WHAT NEEDS TO BE DONE:
Search the listing below for the string "Some", then copy every line it appears in.
---------- INPUT RECORDS
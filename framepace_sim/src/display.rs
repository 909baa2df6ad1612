// Copyright 2026 the Framepace Authors
// SPDX-License-Identifier: Apache-2.0 OR MIT

//! A deterministic stand-in for a swap chain and its display.
//!
//! [`SimulatedDisplay`] keeps a true timeline of vertical blanks and
//! presents, and hands out the [`FrameSample`]s a real driver would report
//! for it. Randomness only affects how present times are *measured*, never
//! the true timeline, so [`last_true_delta`](SimulatedDisplay::last_true_delta)
//! is always exact.
//!
//! Each frame the simulated application works for a fixed time after the
//! previous present, then presents:
//!
//! - normally, presentation waits for the next vertical blank, the driver
//!   sync time is that blank and the present counter advances;
//! - with [`tearing`](PathologyToggles::tearing), the present happens as soon
//!   as the work is done, the sync time is the last blank before it and the
//!   present counter stays stuck.
//!
//! The driver reports no statistics for the first
//! [`STATS_WARMUP_FRAMES`] frames, or never with
//! [`missing_stats`](PathologyToggles::missing_stats).

use rand::rngs::StdRng;
use rand::{Rng, SeedableRng};

use framepace_core::sample::{FrameSample, FrameStatistics};
use framepace_core::time::{Duration, HostTime, TickRate};

use crate::PathologyToggles;

/// Every this many frames, one frame stalls when stalls are enabled.
pub const STALL_INTERVAL: u64 = 240;
/// Extra work added to a stalled frame, in seconds.
pub const STALL_SECS: f64 = 0.3;
/// Frames between refresh-rate switches when refresh variation is enabled.
pub const REFRESH_SWITCH_INTERVAL: u64 = 300;
/// Frames at start-up for which the driver has no statistics yet.
pub const STATS_WARMUP_FRAMES: u64 = 2;

/// Upper bound of the always-present delay between a present and its
/// measurement.
const PRESENT_LATENCY_SECS: f64 = 50e-6;
/// Share of frames whose measurement is delayed by scheduling jitter.
const JITTER_PROBABILITY: f64 = 0.25;
const JITTER_MIN_SECS: f64 = 0.2e-3;
const JITTER_MAX_SECS: f64 = 2e-3;

/// Simulated clock source.
#[derive(Clone, Debug)]
pub struct SimulatedDisplay {
    rate: TickRate,
    base_refresh_hz: f64,
    boosted: bool,
    period: Duration,
    toggles: PathologyToggles,
    work: Duration,
    rng: StdRng,
    start: HostTime,
    last_vblank: HostTime,
    refresh_count: u32,
    present_count: u32,
    true_present: HostTime,
    last_true_delta: Duration,
    frame: u64,
}

impl SimulatedDisplay {
    /// Creates a display refreshing at `refresh_hz` with a clock running at
    /// `rate`. The same `seed` always produces the same samples.
    ///
    /// Frame work defaults to 40% of a refresh period, so a healthy
    /// application presents once per refresh.
    ///
    /// # Panics
    ///
    /// Panics if `refresh_hz` does not give a refresh period of at least one
    /// tick.
    #[must_use]
    pub fn new(refresh_hz: f64, rate: TickRate, seed: u64) -> Self {
        let Some(period) = rate.period_for_hz(refresh_hz) else {
            panic!("refresh rate must be positive and finite, got {refresh_hz}");
        };
        let start = HostTime(rate.ticks_per_second());
        Self {
            rate,
            base_refresh_hz: refresh_hz,
            boosted: false,
            period,
            toggles: PathologyToggles::default(),
            work: Duration(period.ticks() * 2 / 5),
            rng: StdRng::seed_from_u64(seed),
            start,
            last_vblank: start,
            refresh_count: 0,
            present_count: 0,
            true_present: start,
            last_true_delta: Duration::ZERO,
            frame: 0,
        }
    }

    /// Sets the pathologies to simulate.
    #[must_use]
    pub fn with_toggles(mut self, toggles: PathologyToggles) -> Self {
        self.toggles = toggles;
        self
    }

    /// Sets how long the application works on each frame.
    #[must_use]
    pub fn with_frame_work(mut self, work: Duration) -> Self {
        self.work = work;
        self
    }

    /// Changes the pathologies from the next frame on.
    pub fn set_toggles(&mut self, toggles: PathologyToggles) {
        self.toggles = toggles;
    }

    /// Returns the active pathologies.
    #[must_use]
    pub fn toggles(&self) -> PathologyToggles {
        self.toggles
    }

    /// Returns the clock rate.
    #[must_use]
    pub fn tick_rate(&self) -> TickRate {
        self.rate
    }

    /// Returns the nominal refresh rate for the most recent frame.
    #[must_use]
    pub fn refresh_hz(&self) -> f64 {
        if self.boosted {
            self.base_refresh_hz * 2.0
        } else {
            self.base_refresh_hz
        }
    }

    /// Returns the current refresh period.
    #[must_use]
    pub fn refresh_period(&self) -> Duration {
        self.period
    }

    /// Returns how many frames have been presented.
    #[must_use]
    pub fn frame_count(&self) -> u64 {
        self.frame
    }

    /// Returns the true time between the last two presents (for the first
    /// frame, since start-up).
    #[must_use]
    pub fn last_true_delta(&self) -> Duration {
        self.last_true_delta
    }

    /// Returns the true time from start-up to the most recent present.
    #[must_use]
    pub fn true_elapsed(&self) -> Duration {
        self.true_present.saturating_duration_since(self.start)
    }

    /// Simulates one frame and returns what the driver reports for it.
    pub fn next_frame(&mut self) -> FrameSample {
        let frame = self.frame;
        self.frame += 1;

        if self.toggles.vary_refresh && frame > 0 && frame % REFRESH_SWITCH_INTERVAL == 0 {
            self.boosted = !self.boosted;
            self.period = self
                .rate
                .period_for_hz(self.refresh_hz())
                .unwrap_or(self.period);
        }

        let mut work = self.work;
        if self.toggles.stalls && frame % STALL_INTERVAL == STALL_INTERVAL - 1 {
            work += Duration::from_secs_f64(STALL_SECS, self.rate);
        }
        let ready = self.true_present + work;

        let (present, sync_time) = if self.toggles.tearing {
            self.advance_to_blank_before(ready);
            (ready, self.last_vblank)
        } else {
            let blank = self.advance_to_blank_after(ready);
            self.present_count = self.present_count.wrapping_add(1);
            (blank, blank)
        };

        self.last_true_delta = present.saturating_duration_since(self.true_present);
        self.true_present = present;

        let measured = present + self.measurement_delay();
        let stats = if frame < STATS_WARMUP_FRAMES || self.toggles.missing_stats {
            FrameStatistics::default()
        } else {
            FrameStatistics {
                sync_time,
                present_count: self.present_count,
                present_refresh_count: self.refresh_count,
                sync_refresh_count: self.refresh_count,
            }
        };
        FrameSample::with_stats(measured, stats)
    }

    /// Moves the blank grid to the last blank at or before `t`.
    fn advance_to_blank_before(&mut self, t: HostTime) {
        let behind = t.saturating_duration_since(self.last_vblank).ticks();
        self.step_blanks(behind / self.period.ticks());
    }

    /// Moves the blank grid to the first blank strictly after the current
    /// one that is not before `t`, and returns it.
    fn advance_to_blank_after(&mut self, t: HostTime) -> HostTime {
        let behind = t.saturating_duration_since(self.last_vblank).ticks();
        self.step_blanks(behind.div_ceil(self.period.ticks()).max(1));
        self.last_vblank
    }

    fn step_blanks(&mut self, n: u64) {
        self.last_vblank += Duration(n.saturating_mul(self.period.ticks()));
        let n = u32::try_from(n).unwrap_or(u32::MAX);
        self.refresh_count = self.refresh_count.wrapping_add(n);
    }

    fn measurement_delay(&mut self) -> Duration {
        let mut secs = self.rng.gen_range(0.0..PRESENT_LATENCY_SECS);
        if self.toggles.timer_jitter && self.rng.gen_bool(JITTER_PROBABILITY) {
            secs += self.rng.gen_range(JITTER_MIN_SECS..JITTER_MAX_SECS);
        }
        Duration::from_secs_f64(secs, self.rate)
    }
}

#[cfg(test)]
mod tests {
    use super::*;

    const RATE: TickRate = TickRate::new(10_000_000);
    // 10 MHz at 60 Hz.
    const PERIOD: u64 = 166_666;

    #[test]
    fn vsynced_presents_land_on_blanks() {
        let mut d = SimulatedDisplay::new(60.0, RATE, 1);
        assert_eq!(d.refresh_period(), Duration(PERIOD));
        for i in 0..20 {
            let s = d.next_frame();
            assert_eq!(d.last_true_delta(), Duration(PERIOD));
            if i < STATS_WARMUP_FRAMES {
                assert!(!s.stats.is_available());
                continue;
            }
            let offset = s.sync_offset_ticks().unwrap();
            assert!((0..=500).contains(&offset), "offset {offset}");
            assert_eq!(s.stats.present_count, u32::try_from(i + 1).unwrap());
        }
        assert_eq!(d.true_elapsed(), Duration(20 * PERIOD));
    }

    #[test]
    fn tearing_presents_freeze_the_counter() {
        let toggles = PathologyToggles {
            tearing: true,
            ..PathologyToggles::default()
        };
        let mut d = SimulatedDisplay::new(60.0, RATE, 2)
            .with_toggles(toggles)
            .with_frame_work(Duration(70_000));
        let mut last = None;
        for _ in 0..10 {
            let s = d.next_frame();
            assert_eq!(d.last_true_delta(), Duration(70_000));
            assert_eq!(s.stats.present_count, 0);
            if s.stats.is_available() {
                let offset = s.sync_offset_ticks().unwrap();
                assert!((0..=PERIOD as i64 + 500).contains(&offset), "offset {offset}");
            }
            last = Some(s);
        }
        assert!(last.unwrap().stats.is_available());
    }

    #[test]
    fn stalls_are_periodic() {
        let toggles = PathologyToggles {
            stalls: true,
            ..PathologyToggles::default()
        };
        let mut d = SimulatedDisplay::new(60.0, RATE, 3).with_toggles(toggles);
        let mut long = Vec::new();
        for i in 0..(2 * STALL_INTERVAL) {
            d.next_frame();
            if d.last_true_delta() > Duration(PERIOD) {
                long.push(i);
            }
        }
        assert_eq!(long, [STALL_INTERVAL - 1, 2 * STALL_INTERVAL - 1]);
    }

    #[test]
    fn refresh_switches_and_back() {
        let toggles = PathologyToggles {
            vary_refresh: true,
            ..PathologyToggles::default()
        };
        let mut d = SimulatedDisplay::new(60.0, RATE, 4).with_toggles(toggles);
        for _ in 0..REFRESH_SWITCH_INTERVAL {
            d.next_frame();
        }
        assert_eq!(d.refresh_hz(), 60.0);
        d.next_frame();
        assert_eq!(d.refresh_hz(), 120.0);
        assert_eq!(d.refresh_period(), Duration(83_333));
        assert_eq!(d.last_true_delta(), Duration(83_333));
        for _ in 1..REFRESH_SWITCH_INTERVAL {
            d.next_frame();
        }
        d.next_frame();
        assert_eq!(d.refresh_hz(), 60.0);
    }

    #[test]
    fn missing_stats_never_report() {
        let toggles = PathologyToggles {
            missing_stats: true,
            ..PathologyToggles::default()
        };
        let mut d = SimulatedDisplay::new(60.0, RATE, 5).with_toggles(toggles);
        for _ in 0..50 {
            assert!(!d.next_frame().stats.is_available());
        }
    }

    #[test]
    fn same_seed_same_samples() {
        let toggles = PathologyToggles {
            timer_jitter: true,
            ..PathologyToggles::default()
        };
        let mut a = SimulatedDisplay::new(144.0, RATE, 99).with_toggles(toggles);
        let mut b = SimulatedDisplay::new(144.0, RATE, 99).with_toggles(toggles);
        for _ in 0..100 {
            assert_eq!(a.next_frame(), b.next_frame());
        }
    }

    #[test]
    #[should_panic(expected = "refresh rate must be positive")]
    fn zero_refresh_panics() {
        let _ = SimulatedDisplay::new(0.0, RATE, 0);
    }
}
--------------------
TASK RESULT:
        let Some(period) = rate.period_for_hz(refresh_hz) else {
            last = Some(s);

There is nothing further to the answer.